Come ben si sa – la vicenda italiana lo dimostra – la politica ha spesso dei risvolti sorprendenti. In questa sede però non è il caso di addentrarci in una lettura dell’attualità politica turca. Ritengo opportuno invece soffermarci a riflettere in modo ragionevole sulle reazioni infervorate dei simpatizzanti di Erdogan nei confronti di chi ha criticato il ritiro dalla Convenzione di Istanbul, quasi si trattasse di un attacco all’Islam. La Turchia fino a prova contraria è un paese laico e il presidente Erdogan stesso ha giurato di rispettare le istituzioni laiche dello Stato. Non mi risulta che abbia la velleità di presentare la propria esperienza come fosse la costruzione di una nuova “Medina”. Del resto la Turchia e la Tunisia sono gli unici paesi islamici che hanno vietato la poligamia; in tutti i suoi anni al potere Erdogan non ha mai dato segni di volerla reintrodurre, come invece vorrebbero certi movimenti religiosi. Quindi perché tutta questa veemenza e queste esternazioni offensive contro donne e uomini che la pensano in modo diverso?
Criticare l’uscita dalla Convenzione di Istanbul non significa denigrare l’intero operato di Erdogan e del suo partito AKP, né lodare Al-Sisi e il principe saudita Mohammad Ben Salman, come qualcuno cerca di insinuare. Da notare peraltro che nell’ultimo periodo si sta registrando un miglioramento dei rapporti tra Arabia Saudita, Egitto e Turchia, un avvicinamento che desta non poche preoccupazioni tra gli oppositori egiziani ad Ankara e a Istanbul. La critica al ritiro della Convenzione inoltre non va letta come un servizio a Macron, a Biden o agli ayatollah dell’Iran. Quello che è certo è che qualunque spiegazione fornisca, a questo punto la Turchia non fa una bella figura.
Il secondo avvenimento che negli ultimi giorni ha provocato reazioni controverse si riferisce alla scomparsa dell’egiziana Nawal Al-Sa‘adawi, che ha dedicato tutta la vita all’impegno contro la violenza sulle donne e i tentativi di rendere inferiore e subalterno l’universo femminile. E’ stata una voce coraggiosa e temeraria conosciuta in tutto il mondo arabo e non solo. La sua scomparsa proprio il 21 marzo, giornata di lotta contro i razzismi, le discriminazioni e le segregazioni, la renderà sempre presente nella memoria in occasione di questa ricorrenza.

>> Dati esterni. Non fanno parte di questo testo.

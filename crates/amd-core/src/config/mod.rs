//! Site configuration for the attribution scripts.
//!
//! One `SiteConfig` replaces the per-page copies of host lists and constants.
//! Every field has a default, so an empty JSON object is a valid configuration.

use std::collections::BTreeSet;
use std::time::Duration;

use serde::{Deserialize, Serialize};

use crate::error::{Error, Result};
use crate::util::is_http_url;

const DEFAULT_TOKEN_TTL_SECS: u64 = 60 * 60;
const DEFAULT_SUBMISSION_LOCK_SECS: u64 = 8;
const DEFAULT_REFERENCE_WAIT_MS: u64 = 4_000;

/// How a missing token is obtained when a partner arrives without one.
#[derive(Debug, Clone, Copy, Default, PartialEq, Eq, Serialize, Deserialize)]
#[serde(rename_all = "snake_case")]
pub enum TokenStrategy {
    /// Send the whole page through the redirect endpoint.
    Redirect,
    /// Call the JSON exchange endpoint and rewrite the URL in place.
    #[default]
    Fetch,
}

/// Page-independent configuration shared by every script on the site.
#[derive(Debug, Clone, Serialize, Deserialize, PartialEq, Eq)]
#[serde(default, deny_unknown_fields)]
pub struct SiteConfig {
    /// Partner-facing destination hosts (transfer/tour sub-sites).
    pub pass_hosts: BTreeSet<String>,
    /// Hosts the main site runs under.
    pub main_hosts: BTreeSet<String>,
    /// Clear all stored attribution when a page loads without `partner`.
    pub reset_on_bare_visit: bool,
    pub token_ttl_secs: u64,
    pub submission_lock_secs: u64,
    pub lead_endpoint: String,
    pub token_endpoint: String,
    pub redirect_endpoint: String,
    pub token_strategy: TokenStrategy,
    pub reference_wait_ms: u64,
    pub whatsapp_number: String,
    pub email_address: String,
    /// Base path for partner brand logos, without trailing slash.
    pub partner_logo_base: String,
}

impl Default for SiteConfig {
    fn default() -> Self {
        Self {
            pass_hosts: [
                "transfer.amd-germancenter.com",
                "tours.amd-germancenter.com",
                "amdtransfer.netlify.app",
                "amdtourbooking.netlify.app",
            ]
            .into_iter()
            .map(str::to_string)
            .collect(),
            main_hosts: [
                "neuewebsite.netlify.app",
                "www.amd-germancenter.com",
                "amd-germancenter.com",
            ]
            .into_iter()
            .map(str::to_string)
            .collect(),
            reset_on_bare_visit: false,
            token_ttl_secs: DEFAULT_TOKEN_TTL_SECS,
            submission_lock_secs: DEFAULT_SUBMISSION_LOCK_SECS,
            lead_endpoint: "/.netlify/functions/leads".to_string(),
            token_endpoint: "/.netlify/functions/token".to_string(),
            redirect_endpoint: "/r".to_string(),
            token_strategy: TokenStrategy::default(),
            reference_wait_ms: DEFAULT_REFERENCE_WAIT_MS,
            whatsapp_number: "96181622668".to_string(),
            email_address: "info@amd-germancenter.com".to_string(),
            partner_logo_base: "../assets/partners".to_string(),
        }
    }
}

impl SiteConfig {
    /// Parse and validate a JSON configuration document.
    pub fn from_json(payload: &str) -> Result<Self> {
        let config: Self = serde_json::from_str(payload)?;
        config.validate()?;
        Ok(config)
    }

    pub fn validate(&self) -> Result<()> {
        if self.token_ttl_secs == 0 {
            return Err(Error::InvalidInput(
                "token_ttl_secs must be greater than zero".to_string(),
            ));
        }
        if self.submission_lock_secs == 0 {
            return Err(Error::InvalidInput(
                "submission_lock_secs must be greater than zero".to_string(),
            ));
        }
        for (field, value) in [
            ("lead_endpoint", &self.lead_endpoint),
            ("token_endpoint", &self.token_endpoint),
            ("redirect_endpoint", &self.redirect_endpoint),
        ] {
            validate_endpoint(field, value)?;
        }
        if self.whatsapp_number.trim().is_empty()
            || !self.whatsapp_number.chars().all(|c| c.is_ascii_digit())
        {
            return Err(Error::InvalidInput(
                "whatsapp_number must contain digits only".to_string(),
            ));
        }
        Ok(())
    }

    pub const fn token_ttl(&self) -> Duration {
        Duration::from_secs(self.token_ttl_secs)
    }

    pub const fn submission_lock_window(&self) -> Duration {
        Duration::from_secs(self.submission_lock_secs)
    }

    pub const fn reference_wait(&self) -> Duration {
        Duration::from_millis(self.reference_wait_ms)
    }
}

/// Endpoints are either same-origin absolute paths or full http(s) URLs.
fn validate_endpoint(field: &str, value: &str) -> Result<()> {
    let value = value.trim();
    let same_origin = value.starts_with('/') && !value.starts_with("//");
    if same_origin || is_http_url(value) {
        Ok(())
    } else {
        Err(Error::InvalidInput(format!(
            "{field} must be an absolute path or include http:// or https://"
        )))
    }
}

#[cfg(test)]
mod tests {
    use super::*;

    #[test]
    fn empty_document_yields_defaults() {
        let config = SiteConfig::from_json("{}").unwrap();
        assert_eq!(config, SiteConfig::default());
        assert_eq!(config.token_ttl(), Duration::from_secs(3_600));
        assert_eq!(config.submission_lock_window(), Duration::from_secs(8));
        assert!(!config.reset_on_bare_visit);
    }

    #[test]
    fn rejects_unknown_fields() {
        let error = SiteConfig::from_json(r#"{ "resetOnBareVisit": true }"#).unwrap_err();
        assert!(error.to_string().contains("unknown field"));
    }

    #[test]
    fn rejects_zero_ttl() {
        let error = SiteConfig::from_json(r#"{ "token_ttl_secs": 0 }"#).unwrap_err();
        assert!(error.to_string().contains("token_ttl_secs"));
    }

    #[test]
    fn rejects_protocol_relative_endpoint() {
        let error =
            SiteConfig::from_json(r#"{ "lead_endpoint": "//evil.example.com/x" }"#).unwrap_err();
        assert!(error.to_string().contains("lead_endpoint"));
    }

    #[test]
    fn parses_token_strategy() {
        let config = SiteConfig::from_json(r#"{ "token_strategy": "redirect" }"#).unwrap();
        assert_eq!(config.token_strategy, TokenStrategy::Redirect);
    }
}
//! One page view, from load to outbound links.
//!
//! A [`PageSession`] resolves attribution as soon as it is created, settles the
//! token through [`PageSession::start`], and then hands out everything the page
//! needs: patched links, navigation targets, lead context, and what to show in
//! the partner widgets.

use std::sync::Arc;

use crate::attribution::{Attribution, AttributionResolver, PageUrl};
use crate::config::SiteConfig;
use crate::lead::{FormData, LeadContext};
use crate::links::{Anchor, LinkPatcher, WatchedLinks};
use crate::storage::AttributionStore;
use crate::token::{TokenFlow, TokenIssuer, TokenOutcome};
use crate::util::sanitize_partner_id;

/// What the partner-related parts of the page should display.
#[derive(Debug, Clone, PartialEq, Eq)]
pub struct PartnerPresentation {
    /// The agent id input; hidden once a token proves the partner.
    pub show_manual_partner_field: bool,
    /// Logo URLs to try in order. Empty unless this is a hotel QR visit.
    pub brand_logo_candidates: Vec<String>,
}

pub struct PageSession {
    config: Arc<SiteConfig>,
    resolver: AttributionResolver,
    flow: TokenFlow,
    page: PageUrl,
    attribution: Attribution,
}

impl PageSession {
    pub fn new(config: Arc<SiteConfig>, store: AttributionStore, page: PageUrl) -> Self {
        let resolver = AttributionResolver::new(store, config.reset_on_bare_visit);
        let attribution = resolver.resolve(&page);
        let flow = TokenFlow::from_config(&config);
        Self {
            config,
            resolver,
            flow,
            page,
            attribution,
        }
    }

    /// Settle the token for this page view.
    ///
    /// On [`TokenOutcome::Redirect`] the caller navigates away and the session
    /// is done.
    pub async fn start<I: TokenIssuer>(&mut self, issuer: &I) -> TokenOutcome {
        let outcome = self
            .flow
            .ensure(&self.resolver, &mut self.page, issuer)
            .await;
        if let TokenOutcome::Ready(attribution) = &outcome {
            self.attribution = attribution.clone();
        }
        tracing::debug!(
            active = self.resolver.is_active(),
            has_token = !self.attribution.token.is_empty(),
            "Page session started"
        );
        outcome
    }

    pub const fn attribution(&self) -> &Attribution {
        &self.attribution
    }

    /// The page URL, including any parameters the token flow added.
    pub const fn page(&self) -> &PageUrl {
        &self.page
    }

    pub fn is_active(&self) -> bool {
        self.resolver.is_active()
    }

    pub fn patcher(&self) -> LinkPatcher {
        LinkPatcher::new(&self.page, &self.config)
    }

    /// Patch `anchors` now and on every later change.
    pub fn watch_links(&self, anchors: Vec<Anchor>) -> WatchedLinks {
        WatchedLinks::new(
            self.patcher(),
            self.attribution.clone(),
            self.is_active(),
            anchors,
        )
    }

    /// Target for a `data-go` style button.
    pub fn navigation_url(&self, target: &str) -> String {
        self.patcher()
            .navigation_url(target, &self.attribution, self.is_active())
    }

    pub fn presentation(&self) -> PartnerPresentation {
        let brand_logo_candidates = if self.attribution.is_hotel_qr() {
            let base = self.config.partner_logo_base.trim_end_matches('/');
            let partner = sanitize_partner_id(&self.attribution.partner);
            ["svg", "png"]
                .iter()
                .map(|extension| format!("{base}/{partner}.{extension}"))
                .collect()
        } else {
            Vec::new()
        };
        PartnerPresentation {
            show_manual_partner_field: self.attribution.token.is_empty(),
            brand_logo_candidates,
        }
    }

    /// Drop a typed partner id the page should not have accepted.
    pub fn scrub_form(&self, form: &mut FormData) {
        if !self.presentation().show_manual_partner_field {
            form.clear_manual_partner();
        }
    }

    pub const fn lead_context<'a>(&'a self, locale: &'a str) -> LeadContext<'a> {
        LeadContext {
            page: &self.page,
            locale,
            attribution: &self.attribution,
        }
    }
}
//! Error types for amd-core

use thiserror::Error;

/// Result type alias using amd-core's Error
pub type Result<T> = std::result::Result<T, Error>;

/// Errors that can occur in amd-core operations
///
/// None of these reach the visitor: the public page-level operations degrade to
/// their "no data" path and only log.
#[derive(Error, Debug)]
pub enum Error {
    /// Invalid input (missing lead fields, failed eligibility checks)
    #[error("Invalid input: {0}")]
    InvalidInput(String),

    /// Storage tier unavailable or rejected the operation
    #[error("Storage error: {0}")]
    Storage(String),

    /// Network/transport failure
    #[error("Transport error: {0}")]
    Transport(String),

    /// Backend answered, but not with something usable
    #[error("Upstream error: {0}")]
    Upstream(String),

    /// Serialization error
    #[error("Serialization error: {0}")]
    Serialization(#[from] serde_json::Error),

    /// Malformed URL
    #[error("Invalid URL: {0}")]
    Url(#[from] url::ParseError),
}

impl From<reqwest::Error> for Error {
    fn from(error: reqwest::Error) -> Self {
        Self::Transport(crate::util::compact_text(&error.to_string()))
    }
}
use std::future::Future;
use std::sync::Arc;
use std::time::Duration;

use chrono::{DateTime, NaiveDate, Utc};
use serde_json::Value;
use tokio::task::{JoinError, JoinHandle};
use url::Url;

use super::{validate_form, Channel, FormData, LeadContext, LeadRecord, Service, SubmissionLock};
use crate::attribution::PageUrl;
use crate::config::SiteConfig;
use crate::error::{Error, Result};
use crate::message::{self, Language};
use crate::storage::Clock;
use crate::util::compact_text;

const LEAD_HTTP_TIMEOUT_SECS: u64 = 10;

/// Response shapes seen from the backend, most specific first.
const REFERENCE_PATHS: [&[&str]; 6] = [
    &["upstream", "data", "refNr"],
    &["upstream", "refNr"],
    &["upstream", "data", "data", "refNr"],
    &["upstream", "result", "refNr"],
    &["data", "refNr"],
    &["refNr"],
];

/// Delivers a lead payload to the backend and returns its JSON reply.
///
/// Deliveries run on their own task so they outlive the wait for a reference.
pub trait LeadTransport: Send + Sync + 'static {
    fn send(&self, payload: &Value) -> impl Future<Output = Result<Value>> + Send;
}

#[derive(Debug, Clone)]
pub struct HttpLeadTransport {
    client: reqwest::Client,
    endpoint: Url,
}

impl HttpLeadTransport {
    pub fn new(endpoint: Url) -> Result<Self> {
        let client = reqwest::Client::builder()
            .timeout(Duration::from_secs(LEAD_HTTP_TIMEOUT_SECS))
            .build()?;
        Ok(Self { client, endpoint })
    }

    /// Resolve the configured endpoint against the current page.
    pub fn for_page(config: &SiteConfig, page: &PageUrl) -> Result<Self> {
        Self::new(page.as_url().join(&config.lead_endpoint)?)
    }
}

impl LeadTransport for HttpLeadTransport {
    async fn send(&self, payload: &Value) -> Result<Value> {
        let response = self
            .client
            .post(self.endpoint.clone())
            .json(payload)
            .send()
            .await?;

        let status = response.status();
        let text = response.text().await?;
        if !status.is_success() {
            return Err(Error::Upstream(format!(
                "lead endpoint returned HTTP {}: {}",
                status.as_u16(),
                compact_text(&text)
            )));
        }

        let body: Value = serde_json::from_str(&text)?;
        if body.get("ok").and_then(Value::as_bool) == Some(false) {
            let message = body
                .get("error")
                .and_then(Value::as_str)
                .unwrap_or("lead endpoint reported failure");
            return Err(Error::Upstream(message.to_string()));
        }
        Ok(body)
    }
}

/// First reference number found along the known response shapes.
///
/// An `upstream` that arrived as a JSON string is parsed on the way.
pub fn extract_reference_number(response: &Value) -> Option<String> {
    REFERENCE_PATHS
        .iter()
        .find_map(|path| lookup(response, path))
}

fn lookup(value: &Value, path: &[&str]) -> Option<String> {
    let Some((head, rest)) = path.split_first() else {
        return match value {
            Value::String(text) if !text.trim().is_empty() => Some(text.trim().to_string()),
            Value::Number(number) => Some(number.to_string()),
            _ => None,
        };
    };
    match value {
        Value::Object(fields) => lookup(fields.get(*head)?, rest),
        Value::String(text) => {
            let parsed: Value = serde_json::from_str(text).ok()?;
            parsed.is_object().then(|| lookup(&parsed, path)).flatten()
        }
        _ => None,
    }
}

/// What the page should do once a lead has been handled.
#[derive(Debug, Clone, PartialEq, Eq)]
pub struct OutboundAction {
    pub channel: Channel,
    /// `wa.me` link (open in a new context) or `mailto:` link (assign).
    pub url: String,
    pub text: String,
    /// Empty when the backend gave none.
    pub reference: String,
}

/// Builds, de-duplicates, and sends leads.
pub struct LeadSubmitter<T> {
    transport: Arc<T>,
    lock: SubmissionLock,
    clock: Arc<dyn Clock>,
    config: Arc<SiteConfig>,
}

impl<T: LeadTransport> LeadSubmitter<T> {
    pub fn new(transport: Arc<T>, config: Arc<SiteConfig>, clock: Arc<dyn Clock>) -> Self {
        Self {
            transport,
            lock: SubmissionLock::new(Arc::clone(&clock), config.submission_lock_window()),
            clock,
            config,
        }
    }

    /// Validate the form and build the record, composed message included.
    pub fn prepare(
        &self,
        form: &FormData,
        channel: Channel,
        context: &LeadContext<'_>,
    ) -> Result<LeadRecord> {
        let service = Service::from_path(context.page.path());
        validate_form(form, service, self.today())?;

        let mut record = LeadRecord::build(form, channel, context);
        let language = Language::from_locale(&record.locale);
        record.full_text = message::compose(language, record.service, form, &record.page_url);
        Ok(record)
    }

    /// Send a lead; resolves to the reference number or `""`.
    ///
    /// Never fails: invalid input, duplicates, and backend trouble all resolve
    /// to `""`.
    pub async fn submit(
        &self,
        form: &FormData,
        channel: Channel,
        context: &LeadContext<'_>,
    ) -> String {
        match self.prepare(form, channel, context) {
            Ok(record) => self.submit_record(&record).await,
            Err(error) => {
                tracing::warn!(%error, "Lead not submitted");
                String::new()
            }
        }
    }

    pub async fn submit_record(&self, record: &LeadRecord) -> String {
        match self.start_delivery(record) {
            Some(delivery) => settle(delivery.await, record.service),
            None => String::new(),
        }
    }

    /// Take the submission lock and send on a detached task.
    ///
    /// `None` for a duplicate inside the lock window.
    fn start_delivery(&self, record: &LeadRecord) -> Option<JoinHandle<String>> {
        if !self.lock.try_acquire(&record.idem_key) {
            tracing::debug!(idem_key = %record.idem_key, "Duplicate lead suppressed");
            return None;
        }

        let transport = Arc::clone(&self.transport);
        let payload = record.to_payload();
        let service = record.service;
        let channel = record.channel;
        let attributed = !record.partner_id.is_empty();
        Some(tokio::spawn(async move {
            match transport.send(&payload).await {
                Ok(response) => {
                    let reference = extract_reference_number(&response).unwrap_or_default();
                    tracing::info!(
                        service = service.as_str(),
                        channel = channel.as_str(),
                        has_reference = !reference.is_empty(),
                        attributed,
                        "Lead submitted"
                    );
                    reference
                }
                Err(error) => {
                    tracing::warn!(service = service.as_str(), %error, "Lead submission failed");
                    String::new()
                }
            }
        }))
    }

    /// Submit and produce the messaging action.
    ///
    /// Waits at most `reference_wait` for the backend; the action is returned
    /// either way and a late delivery keeps running in the background. Only
    /// input errors fail, before anything is sent.
    pub async fn dispatch(
        &self,
        form: &FormData,
        channel: Channel,
        context: &LeadContext<'_>,
    ) -> Result<OutboundAction> {
        let record = self.prepare(form, channel, context)?;
        let reference = match self.start_delivery(&record) {
            Some(delivery) => {
                match tokio::time::timeout(self.config.reference_wait(), delivery).await {
                    Ok(joined) => settle(joined, record.service),
                    Err(_) => {
                        tracing::warn!(
                            service = record.service.as_str(),
                            "Reference number did not arrive in time; delivery continues"
                        );
                        String::new()
                    }
                }
            }
            None => String::new(),
        };

        let language = Language::from_locale(&record.locale);
        let text = message::inject_reference(&record.full_text, &reference, language);
        let url = match channel {
            Channel::WhatsApp => message::whatsapp_url(&self.config.whatsapp_number, &text),
            Channel::Email => message::mailto_url(
                &self.config.email_address,
                &message::subject(language, record.service),
                &text,
            ),
        };
        Ok(OutboundAction {
            channel,
            url,
            text,
            reference,
        })
    }

    fn today(&self) -> NaiveDate {
        DateTime::from_timestamp_millis(self.clock.now_millis())
            .unwrap_or_else(Utc::now)
            .date_naive()
    }
}

fn settle(joined: std::result::Result<String, JoinError>, service: Service) -> String {
    joined.unwrap_or_else(|error| {
        tracing::warn!(service = service.as_str(), %error, "Lead delivery task failed");
        String::new()
    })
}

Nell’arco della sua lunga vita Nawal Al-Sa‘adawi ha condotto con fermezza aspre battaglie a favore degli emarginati, dei poveri e degli sfruttati. Ha dato un contributo eccezionale alla lotta al colonialismo e ha saputo riconoscere e denunciare le contraddizioni e le ipocrisie delle società arabe, pesantemente condizionate da visioni basate sulla classe, i clan e il razzismo. È vero che Al-Sa’adawi era contraria al velo e al significato che molti gli danno. Si è tuttavia impegnata come musulmana a contrastare i costumi e le tradizioni in cui vige una concezione tribale, il dominio di una casta mercanteggiante e lo schiavismo, tutte pratiche purtroppo ancora diffuse in diversi paesi arabi. Non era forse lo sradicamento di queste pratiche uno degli obiettivi principali della missione del Profeta Maometto?
Nawal Al-Sa‘adawi ha cercato di svelare con determinazione, nonostante molti ostacoli ed enormi difficoltà, le troppe storture mentali e i comportamenti aberranti radicati in molti settori delle realtà arabe. La sua personalità va quindi ricordata soprattutto per il coraggio e il pensiero libero che sono sempre stati un suo segno distintivo. Le sue battaglie rappresentano un insegnamento fondamentale anche per chi non condivide il suo intero percorso.